Transcribe every entry exactly, with nothing added or left out.

Stored data
BEGIN
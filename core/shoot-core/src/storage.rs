//! Storage configuration and path management for Shootclock.
//!
//! All file paths are decided here so hosts and tests can redirect the whole
//! data directory at once.
//!
//! - **Single source of truth**: All path decisions centralized here
//! - **Testable**: `StorageConfig::with_root()` enables test injection
//! - **Overridable**: `SHOOTCLOCK_HOME` relocates the root for hosts

use std::env;
use std::io::Write;
use std::path::{Path, PathBuf};

use tempfile::NamedTempFile;

use crate::error::{Result, ShootError};

pub const HOME_ENV: &str = "SHOOTCLOCK_HOME";

/// Central configuration for all Shootclock storage paths.
///
/// Production code uses `StorageConfig::from_env()` which points to
/// `~/.shootclock/` unless `SHOOTCLOCK_HOME` is set.
#[derive(Debug, Clone, PartialEq, Eq)]
pub struct StorageConfig {
    root: PathBuf,
}

impl StorageConfig {
    pub fn from_env() -> Result<Self> {
        if let Ok(root) = env::var(HOME_ENV) {
            if !root.trim().is_empty() {
                return Ok(Self::with_root(PathBuf::from(root)));
            }
        }
        let home = dirs::home_dir().ok_or(ShootError::HomeNotFound)?;
        Ok(Self::with_root(home.join(".shootclock")))
    }

    /// Creates a StorageConfig with a custom root directory.
    pub fn with_root(root: PathBuf) -> Self {
        Self { root }
    }

    pub fn root(&self) -> &Path {
        &self.root
    }

    // ─────────────────────────────────────────────────────────────────────────────
    // Files
    // ─────────────────────────────────────────────────────────────────────────────

    /// Path to config.json (host preferences).
    pub fn config_file(&self) -> PathBuf {
        self.root.join("config.json")
    }

    /// Path to the SQLite durable store.
    pub fn store_file(&self) -> PathBuf {
        self.root.join("store").join("shootclock.db")
    }

    /// Path to launch-marker.json (abnormal exit detection).
    pub fn launch_marker_file(&self) -> PathBuf {
        self.root.join("launch-marker.json")
    }

    // ─────────────────────────────────────────────────────────────────────────────
    // Directories
    // ─────────────────────────────────────────────────────────────────────────────

    /// Directory holding glance region documents.
    pub fn glance_dir(&self) -> PathBuf {
        self.root.join("glance")
    }

    /// Directory for rolling log files.
    pub fn logs_dir(&self) -> PathBuf {
        self.root.join("logs")
    }

    /// Creates the root directory if missing.
    pub fn ensure_root(&self) -> Result<()> {
        std::fs::create_dir_all(&self.root).map_err(|e| ShootError::Io {
            context: format!("creating data dir {}", self.root.display()),
            source: e,
        })
    }
}

/// Writes content to a file atomically using temp file + rename.
///
/// The rename is atomic on the same filesystem, so readers in another process
/// see either the old or the new document.
pub(crate) fn atomic_write(path: &Path, contents: &str) -> Result<()> {
    let dir = path.parent().unwrap_or_else(|| Path::new("."));
    std::fs::create_dir_all(dir).map_err(|e| ShootError::Io {
        context: format!("creating directory {}", dir.display()),
        source: e,
    })?;

    let mut tmp = NamedTempFile::new_in(dir).map_err(|e| ShootError::Io {
        context: format!("creating temp file in {}", dir.display()),
        source: e,
    })?;

    tmp.write_all(contents.as_bytes())
        .map_err(|e| ShootError::Io {
            context: format!("writing temp file for {}", path.display()),
            source: e,
        })?;

    tmp.flush().map_err(|e| ShootError::Io {
        context: format!("flushing temp file for {}", path.display()),
        source: e,
    })?;

    tmp.persist(path).map_err(|e| ShootError::Io {
        context: format!("persisting temp file to {}", path.display()),
        source: e.error,
    })?;

    Ok(())
}

#[cfg(test)]
mod tests {
    use super::*;
    use tempfile::tempdir;

    #[test]
    fn paths_hang_off_root() {
        let storage = StorageConfig::with_root(PathBuf::from("/data/shoot"));
        assert_eq!(storage.config_file(), PathBuf::from("/data/shoot/config.json"));
        assert_eq!(
            storage.store_file(),
            PathBuf::from("/data/shoot/store/shootclock.db")
        );
        assert_eq!(
            storage.launch_marker_file(),
            PathBuf::from("/data/shoot/launch-marker.json")
        );
        assert_eq!(storage.glance_dir(), PathBuf::from("/data/shoot/glance"));
        assert_eq!(storage.logs_dir(), PathBuf::from("/data/shoot/logs"));
    }

    #[test]
    fn atomic_write_creates_parent_and_replaces() {
        let temp = tempdir().expect("temp dir");
        let path = temp.path().join("nested").join("doc.json");

        atomic_write(&path, "first").expect("first write");
        atomic_write(&path, "second").expect("second write");

        assert_eq!(std::fs::read_to_string(&path).expect("read"), "second");
    }
}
END
- SOLUTION TO THIS EXERCISE -
filename core/shoot-core/src/storage.rs
//! Storage configuration and path management for Shootclock.
//!
//! All file paths are decided here so hosts and tests can redirect the whole
//! data directory at once.
//!
//! - **Single source of truth**: All path decisions centralized here
//! - **Testable**: `StorageConfig::with_root()` enables test injection
//! - **Overridable**: `SHOOTCLOCK_HOME` relocates the root for hosts

use std::env;
use std::io::Write;
use std::path::{Path, PathBuf};

use tempfile::NamedTempFile;

use crate::error::{Result, ShootError};

pub const HOME_ENV: &str = "SHOOTCLOCK_HOME";

/// Central configuration for all Shootclock storage paths.
///
/// Production code uses `StorageConfig::from_env()` which points to
/// `~/.shootclock/` unless `SHOOTCLOCK_HOME` is set.
#[derive(Debug, Clone, PartialEq, Eq)]
pub struct StorageConfig {
    root: PathBuf,
}

impl StorageConfig {
    pub fn from_env() -> Result<Self> {
        if let Ok(root) = env::var(HOME_ENV) {
            if !root.trim().is_empty() {
                return Ok(Self::with_root(PathBuf::from(root)));
            }
        }
        let home = dirs::home_dir().ok_or(ShootError::HomeNotFound)?;
        Ok(Self::with_root(home.join(".shootclock")))
    }

    /// Creates a StorageConfig with a custom root directory.
    pub fn with_root(root: PathBuf) -> Self {
        Self { root }
    }

    pub fn root(&self) -> &Path {
        &self.root
    }

    // ─────────────────────────────────────────────────────────────────────────────
    // Files
    // ─────────────────────────────────────────────────────────────────────────────

    /// Path to config.json (host preferences).
    pub fn config_file(&self) -> PathBuf {
        self.root.join("config.json")
    }

    /// Path to the SQLite durable store.
    pub fn store_file(&self) -> PathBuf {
        self.root.join("store").join("shootclock.db")
    }

    /// Path to launch-marker.json (abnormal exit detection).
    pub fn launch_marker_file(&self) -> PathBuf {
        self.root.join("launch-marker.json")
    }

    // ─────────────────────────────────────────────────────────────────────────────
    // Directories
    // ─────────────────────────────────────────────────────────────────────────────

    /// Directory holding glance region documents.
    pub fn glance_dir(&self) -> PathBuf {
        self.root.join("glance")
    }

    /// Directory for rolling log files.
    pub fn logs_dir(&self) -> PathBuf {
        self.root.join("logs")
    }

    /// Creates the root directory if missing.
    pub fn ensure_root(&self) -> Result<()> {
        std::fs::create_dir_all(&self.root).map_err(|e| ShootError::Io {
            context: format!("creating data dir {}", self.root.display()),
            source: e,
        })
    }
}

/// Writes content to a file atomically using temp file + rename.
///
/// The rename is atomic on the same filesystem, so readers in another process
/// see either the old or the new document.
pub(crate) fn atomic_write(path: &Path, contents: &str) -> Result<()> {
    let dir = path.parent().unwrap_or_else(|| Path::new("."));
    std::fs::create_dir_all(dir).map_err(|e| ShootError::Io {
        context: format!("creating directory {}", dir.display()),
        source: e,
    })?;

    let mut tmp = NamedTempFile::new_in(dir).map_err(|e| ShootError::Io {
        context: format!("creating temp file in {}", dir.display()),
        source: e,
    })?;

    tmp.write_all(contents.as_bytes())
        .map_err(|e| ShootError::Io {
            context: format!("writing temp file for {}", path.display()),
            source: e,
        })?;

    tmp.flush().map_err(|e| ShootError::Io {
        context: format!("flushing temp file for {}", path.display()),
        source: e,
    })?;

    tmp.persist(path).map_err(|e| ShootError::Io {
        context: format!("persisting temp file to {}", path.display()),
        source: e.error,
    })?;

    Ok(())
}

#[cfg(test)]
mod tests {
    use super::*;
    use tempfile::tempdir;

    #[test]
    fn paths_hang_off_root() {
        let storage = StorageConfig::with_root(PathBuf::from("/data/shoot"));
        assert_eq!(storage.config_file(), PathBuf::from("/data/shoot/config.json"));
        assert_eq!(
            storage.store_file(),
            PathBuf::from("/data/shoot/store/shootclock.db")
        );
        assert_eq!(
            storage.launch_marker_file(),
            PathBuf::from("/data/shoot/launch-marker.json")
        );
        assert_eq!(storage.glance_dir(), PathBuf::from("/data/shoot/glance"));
        assert_eq!(storage.logs_dir(), PathBuf::from("/data/shoot/logs"));
    }

    #[test]
    fn atomic_write_creates_parent_and_replaces() {
        let temp = tempdir().expect("temp dir");
        let path = temp.path().join("nested").join("doc.json");

        atomic_write(&path, "first").expect("first write");
        atomic_write(&path, "second").expect("second write");

        assert_eq!(std::fs::read_to_string(&path).expect("read"), "second");
    }
}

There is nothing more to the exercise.